The title of this section, Dancing with Goliath, probably conjures up an image of the Biblical Philistine giant in full armor ready to do battle. Dancing with such a menacing looking creature is probably the last thing on anyone’s mind. This image is not too far removed from the situation that many startups envision when thinking about approaching a large, well-established company that could be a business partner or even a customer. The fear is that one false move and the giant could step on them. It might be deliberate, or it may be accidental, but the result would be the same. The article 5.050201, “David or Goliath Partners”, describes the use of Goliath as a reference to a much larger and formidable company while the startup company is similar to David, a young, inexperienced, and untested individual. Unlike the Biblical story, this analogy is not about the fight and the outcome. Instead, it about how the two totally opposite entities can form a mutually beneficial relationship.
Although this section is in the Business Partners Chapter, by extension, most of the articles are applicable to young companies as they approach large and well-established potential customers as well. Again, accidentally or intentionally, Goliath customers can also “step on” small companies and destroy the relationship before it even has a chance to form. As an example, many large companies have developed or outsourced Vendor Management Systems and Approved Supplier Systems that include rigorous requirements and documentation before a potential vendor can even propose a product or service to a company. As another example, a well-known company required every potential supplier or business partner to have applied for or have definitive plans to apply for the Malcolm Baldrige National Quality Award before being considered. The Federal Government and most state and some local governments require suppliers to apply for and receive special standard contract status such as the General Service Administration GSA Schedule. It commonly takes over a year of forms, testing, and review to gain approval for products before the Department of Defense will add them to their approved vendor list.
There is no question that complying with these sometimes overly rigorous requirements can help to
qualify and “protect” a large company. However, they can be virtually impossible for a small company to meet within a reasonable time frame and with the available resources and funds. What further complicates the situation is that most of these programs are administered by staff professionals that are, most likely, not involved in the actual operational aspects and decision-making process of the business. So, your value proposition, no matter how compelling, may never be heard until you have successfully traversed all the process hurdles. Many of those issues are addressed in the twelve articles in Chapter 5, Business Partners, included in this volume.
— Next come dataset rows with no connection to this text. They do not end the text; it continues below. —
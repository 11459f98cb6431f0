//! xrepl — add tables to a cross-cluster replication group.
//!
//! # Usage
//!
//! ```text
//! xrepl --config xrepl.toml tables --group <uuid> --search orders
//! xrepl --config xrepl.toml add --group <uuid> --table <table-uuid> --table <table-uuid>
//! xrepl add --group <uuid> --all --search shop --no-wait
//! ```

use clap::{Parser, Subcommand};

mod commands;

use commands::ConfigArgs;

#[derive(Parser)]
#[command(
    name = "xrepl",
    about = "Replication membership editor",
    version,
    propagate_version = true,
)]
struct Cli {
    #[command(flatten)]
    config: ConfigArgs,

    #[command(subcommand)]
    command: Commands,
}

#[derive(Subcommand)]
enum Commands {
    /// List source tables not yet in the replication group.
    Tables {
        /// Replication group UUID.
        #[arg(short, long)]
        group: String,
        /// Case-insensitive name filter.
        #[arg(short, long)]
        search: Option<String>,
    },
    /// Add tables to the replication group and watch the resulting task.
    Add {
        /// Replication group UUID.
        #[arg(short, long)]
        group: String,
        /// Table UUID to add. Repeatable.
        #[arg(short, long = "table")]
        tables: Vec<String>,
        /// Select every eligible table matching --search.
        #[arg(long)]
        all: bool,
        /// Case-insensitive name filter applied before --all.
        #[arg(short, long)]
        search: Option<String>,
        /// Print the task link and exit without watching.
        #[arg(long)]
        no_wait: bool,
    },
}

#[tokio::main]
async fn main() -> anyhow::Result<()> {
    tracing_subscriber::fmt()
        .with_env_filter(
            tracing_subscriber::EnvFilter::try_from_default_env()
                .unwrap_or_else(|_| tracing_subscriber::EnvFilter::new("info,xrepl=debug")),
        )
        .with_writer(std::io::stderr)
        .init();

    let cli = Cli::parse();
    let config = cli.config.load()?;

    match cli.command {
        Commands::Tables { group, search } => {
            commands::tables::list(config, &group, search.as_deref()).await
        }
        Commands::Add {
            group,
            tables,
            all,
            search,
            no_wait,
        } => {
            let request = commands::add::AddRequest {
                group,
                tables,
                all,
                search,
                wait: !no_wait,
            };
            commands::add::add(config, request).await
        }
    }
}
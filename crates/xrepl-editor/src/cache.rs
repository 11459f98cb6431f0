//! Client-side cache of replication group snapshots.
//!
//! Entries are keyed by `(EntityKind, id)`. Invalidation does not drop the
//! snapshot, it marks it stale; the next read goes back to the server.

use std::collections::HashMap;
use std::future::Future;
use std::pin::Pin;

use tokio::sync::RwLock;
use tracing::debug;

use xrepl_core::{ApiResult, ReplicationGroup};

use crate::api::ReplicationApi;

/// Kind of entity a cache entry holds.
#[derive(Debug, Clone, Copy, PartialEq, Eq, Hash)]
pub enum EntityKind {
    ReplicationGroup,
}

/// Cache key: entity kind plus its id.
#[derive(Debug, Clone, PartialEq, Eq, Hash)]
pub struct CacheKey {
    pub kind: EntityKind,
    pub id: String,
}

impl CacheKey {
    pub fn group(group_id: &str) -> Self {
        Self {
            kind: EntityKind::ReplicationGroup,
            id: group_id.to_string(),
        }
    }
}

/// Marks cached state stale after a mutation.
pub trait CacheInvalidator: Send + Sync {
    fn invalidate<'a>(&'a self, key: &'a CacheKey) -> Pin<Box<dyn Future<Output = ()> + Send + 'a>>;
}

struct CacheEntry {
    group: ReplicationGroup,
    stale: bool,
}

/// In-memory group cache shared by editor sessions.
#[derive(Default)]
pub struct GroupCache {
    entries: RwLock<HashMap<CacheKey, CacheEntry>>,
}

impl GroupCache {
    pub fn new() -> Self {
        Self::default()
    }

    /// Return the cached group, re-fetching if it is missing or stale.
    pub async fn get_group<A: ReplicationApi>(
        &self,
        group_id: &str,
        api: &A,
    ) -> ApiResult<ReplicationGroup> {
        let key = CacheKey::group(group_id);
        {
            let entries = self.entries.read().await;
            if let Some(entry) = entries.get(&key) {
                if !entry.stale {
                    return Ok(entry.group.clone());
                }
            }
        }

        debug!(group = %group_id, "fetching replication group");
        let group = api.fetch_group(group_id).await?;
        self.put_group(group.clone()).await;
        Ok(group)
    }

    /// Store a fresh snapshot.
    pub async fn put_group(&self, group: ReplicationGroup) {
        let key = CacheKey::group(&group.id);
        let mut entries = self.entries.write().await;
        entries.insert(key, CacheEntry { group, stale: false });
    }

    /// `Some(true)` if the entry exists and is stale, `None` if absent.
    pub async fn is_stale(&self, key: &CacheKey) -> Option<bool> {
        let entries = self.entries.read().await;
        entries.get(key).map(|e| e.stale)
    }
}

impl CacheInvalidator for GroupCache {
    fn invalidate<'a>(&'a self, key: &'a CacheKey) -> Pin<Box<dyn Future<Output = ()> + Send + 'a>> {
        Box::pin(async move {
            let mut entries = self.entries.write().await;
            if let Some(entry) = entries.get_mut(key) {
                entry.stale = true;
            }
            debug!(kind = ?key.kind, id = %key.id, "cache entry invalidated");
        })
    }
}
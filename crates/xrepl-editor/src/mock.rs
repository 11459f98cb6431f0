//! In-process fake of the replication API for unit tests.

use std::collections::VecDeque;
use std::sync::Mutex;
use std::sync::atomic::{AtomicU32, Ordering};

use xrepl_core::*;
use xrepl_task::{StatusFuture, StatusSource};

use crate::api::{ApiFuture, ReplicationApi};

pub(crate) struct MockApi {
    pub tables: Mutex<ApiResult<Vec<TableDescriptor>>>,
    pub group: Mutex<ReplicationGroup>,
    pub update_result: Mutex<ApiResult<TaskAccepted>>,
    pub updates: Mutex<Vec<MembershipUpdate>>,
    /// Scripted task statuses; the last one repeats.
    pub statuses: Mutex<VecDeque<ApiResult<TaskStatus>>>,
    pub status_queries: AtomicU32,
    pub group_fetches: AtomicU32,
    pub table_fetches: AtomicU32,
}

impl MockApi {
    pub fn new(group: ReplicationGroup, tables: Vec<TableDescriptor>) -> Self {
        Self {
            tables: Mutex::new(Ok(tables)),
            group: Mutex::new(group),
            update_result: Mutex::new(Ok(TaskAccepted {
                task_id: "task-1".to_string(),
            })),
            updates: Mutex::new(Vec::new()),
            statuses: Mutex::new(VecDeque::from([Ok(TaskStatus::Succeeded)])),
            status_queries: AtomicU32::new(0),
            group_fetches: AtomicU32::new(0),
            table_fetches: AtomicU32::new(0),
        }
    }

    pub fn script_statuses(&self, script: Vec<ApiResult<TaskStatus>>) {
        *self.statuses.lock().unwrap() = script.into();
    }

    pub fn status_queries(&self) -> u32 {
        self.status_queries.load(Ordering::SeqCst)
    }

    pub fn group_fetches(&self) -> u32 {
        self.group_fetches.load(Ordering::SeqCst)
    }

    pub fn table_fetches(&self) -> u32 {
        self.table_fetches.load(Ordering::SeqCst)
    }

    pub fn last_update(&self) -> Option<MembershipUpdate> {
        self.updates.lock().unwrap().last().cloned()
    }
}

impl ReplicationApi for MockApi {
    fn fetch_tables<'a>(&'a self, _cluster_id: &'a str) -> ApiFuture<'a, Vec<TableDescriptor>> {
        self.table_fetches.fetch_add(1, Ordering::SeqCst);
        let result = self.tables.lock().unwrap().clone();
        Box::pin(async move { result })
    }

    fn fetch_group<'a>(&'a self, _group_id: &'a str) -> ApiFuture<'a, ReplicationGroup> {
        self.group_fetches.fetch_add(1, Ordering::SeqCst);
        let group = self.group.lock().unwrap().clone();
        Box::pin(async move { Ok(group) })
    }

    fn update_membership<'a>(
        &'a self,
        update: &'a MembershipUpdate,
    ) -> ApiFuture<'a, TaskAccepted> {
        let result = self.update_result.lock().unwrap().clone();
        if result.is_ok() {
            self.updates.lock().unwrap().push(update.clone());
        }
        Box::pin(async move { result })
    }
}

impl StatusSource for MockApi {
    fn task_status<'a>(&'a self, _task_id: &'a str) -> StatusFuture<'a> {
        self.status_queries.fetch_add(1, Ordering::SeqCst);
        let mut statuses = self.statuses.lock().unwrap();
        let result = if statuses.len() > 1 {
            statuses.pop_front().unwrap_or(Ok(TaskStatus::Running))
        } else {
            statuses.front().cloned().unwrap_or(Ok(TaskStatus::Running))
        };
        Box::pin(async move { result })
    }
}

pub(crate) fn table(id: &str, name: &str) -> TableDescriptor {
    TableDescriptor {
        id: id.to_string(),
        name: name.to_string(),
        table_type: TableType::Sql,
        keyspace: "shop".to_string(),
        size_bytes: 4096,
    }
}

pub(crate) fn group(members: &[&str]) -> ReplicationGroup {
    ReplicationGroup::new("group-1", "shop-sync", "source-1", "target-1", members)
}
Some large companies have recognized the difficulty that they have imposed on smaller companies and the resulting lack of access to innovation. These companies have “by-pass” mechanisms to help smaller companies. As an example, many large companies actively promote supplier diversity programs. However, few companies have programs specifically established to help potential small business partners.
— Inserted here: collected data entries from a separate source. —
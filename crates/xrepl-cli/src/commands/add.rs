use anyhow::{bail, Context};
use tracing::info;

use xrepl_core::{normalize, TableDescriptor, XreplConfig};
use xrepl_editor::EditorError;
use xrepl_task::TaskResult;

use super::{flush_notifications, open_session};

/// Parsed `xrepl add` arguments.
#[derive(Debug, Clone)]
pub struct AddRequest {
    pub group: String,
    pub tables: Vec<String>,
    pub all: bool,
    pub search: Option<String>,
    pub wait: bool,
}

pub async fn add(config: XreplConfig, request: AddRequest) -> anyhow::Result<()> {
    let (mut session, mut notifications) = open_session(&config, &request.group).await?;

    if let Some(query) = &request.search {
        session.set_search(query);
    }
    if request.all {
        session.toggle_all_visible(true);
    }
    let eligible = session.eligible();
    for id in &request.tables {
        let table = find_eligible(&eligible, id)
            .with_context(|| format!("table {id} is not eligible for group {}", request.group))?;
        session.toggle_row(&table.id, true);
    }

    let selected = session.selection().len();
    let task_id = match session.submit().await {
        Ok(task_id) => task_id,
        Err(EditorError::NothingSelected) => bail!("no tables selected; use --table or --all"),
        Err(e) => {
            flush_notifications(&mut notifications);
            return Err(e.into());
        }
    };
    println!(
        "Submitted {selected} table(s). Task: {}",
        config.api.task_link(&task_id)
    );

    if !request.wait {
        if let Some(pending) = session.close() {
            pending.abandon();
        }
        return Ok(());
    }

    let outcome = session.wait_for_task().await;
    flush_notifications(&mut notifications);
    match outcome.map(|o| o.result) {
        Some(TaskResult::Succeeded) => {
            info!(task = %task_id, "membership update complete");
            println!("✓ Added {selected} table(s) to {}", session.group().name);
            Ok(())
        }
        Some(TaskResult::Failed) => bail!("task {task_id} failed"),
        Some(TaskResult::StatusUnknown) => bail!("status of task {task_id} could not be read"),
        Some(TaskResult::StoppedWatching) | None => Ok(()),
    }
}

/// Look up `id` among the eligible tables, ignoring separators.
fn find_eligible<'a>(eligible: &'a [TableDescriptor], id: &str) -> Option<&'a TableDescriptor> {
    let wanted = normalize(id);
    eligible.iter().find(|t| t.normalized_id() == wanted)
}
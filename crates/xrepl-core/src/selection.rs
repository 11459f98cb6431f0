//! Selection state — the table ids the operator has checked.
//!
//! Ids are normalized on the way in, so callers can pass catalog ids
//! directly. "Select all" replaces the set rather than extending it: it
//! applies to whatever rows are visible under the current search filter.

use std::collections::BTreeSet;

use tracing::debug;

use crate::normalize::normalize;
use crate::types::TableId;

/// Mutable set of checked table ids, owned by one editing session.
#[derive(Debug, Clone, Default, PartialEq, Eq)]
pub struct SelectionTracker {
    selected: BTreeSet<TableId>,
}

impl SelectionTracker {
    /// Create an empty selection.
    pub fn new() -> Self {
        Self::default()
    }

    /// Check or uncheck a single row.
    pub fn toggle_row(&mut self, id: &str, selected: bool) {
        let id = normalize(id);
        if selected {
            self.selected.insert(id);
        } else {
            self.selected.remove(&id);
        }
        debug!(selected = self.selected.len(), "row toggled");
    }

    /// Check or uncheck every row in `ids`.
    ///
    /// Checking replaces the set with exactly `ids`; unchecking clears it.
    pub fn toggle_all<I, S>(&mut self, ids: I, selected: bool)
    where
        I: IntoIterator<Item = S>,
        S: AsRef<str>,
    {
        if selected {
            self.selected = ids.into_iter().map(|id| normalize(id.as_ref())).collect();
        } else {
            self.selected.clear();
        }
        debug!(selected = self.selected.len(), "all rows toggled");
    }

    /// Snapshot of the current selection.
    pub fn current_selection(&self) -> BTreeSet<TableId> {
        self.selected.clone()
    }

    pub fn len(&self) -> usize {
        self.selected.len()
    }

    pub fn is_empty(&self) -> bool {
        self.selected.is_empty()
    }

    pub fn contains(&self, id: &str) -> bool {
        self.selected.contains(&normalize(id))
    }

    pub fn clear(&mut self) {
        self.selected.clear();
    }

    /// Drop every selected id that is already in `members` (normalized).
    pub fn remove_members(&mut self, members: &BTreeSet<TableId>) {
        let before = self.selected.len();
        self.selected.retain(|id| !members.contains(id));
        if self.selected.len() != before {
            debug!(selected = self.selected.len(), "selected members dropped");
        }
    }
}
Although successfully dancing with a Goliath can reap substantial benefits, the opportunity cost in terms of expenses, time, and diversion from other activities may not be the best use of a David’s limited resources. Clearly understanding upfront what it will take to “do business” with a Goliath is an effort that will be well-worth the effort. If possible, wear steel-tipped shoes when you initially dance with them!
As a final comment, this section is about “dancing” with a Goliath. It is not about establishing a long-term relationship with them. Those issues are covered in other articles in the Business Partner section of this volume.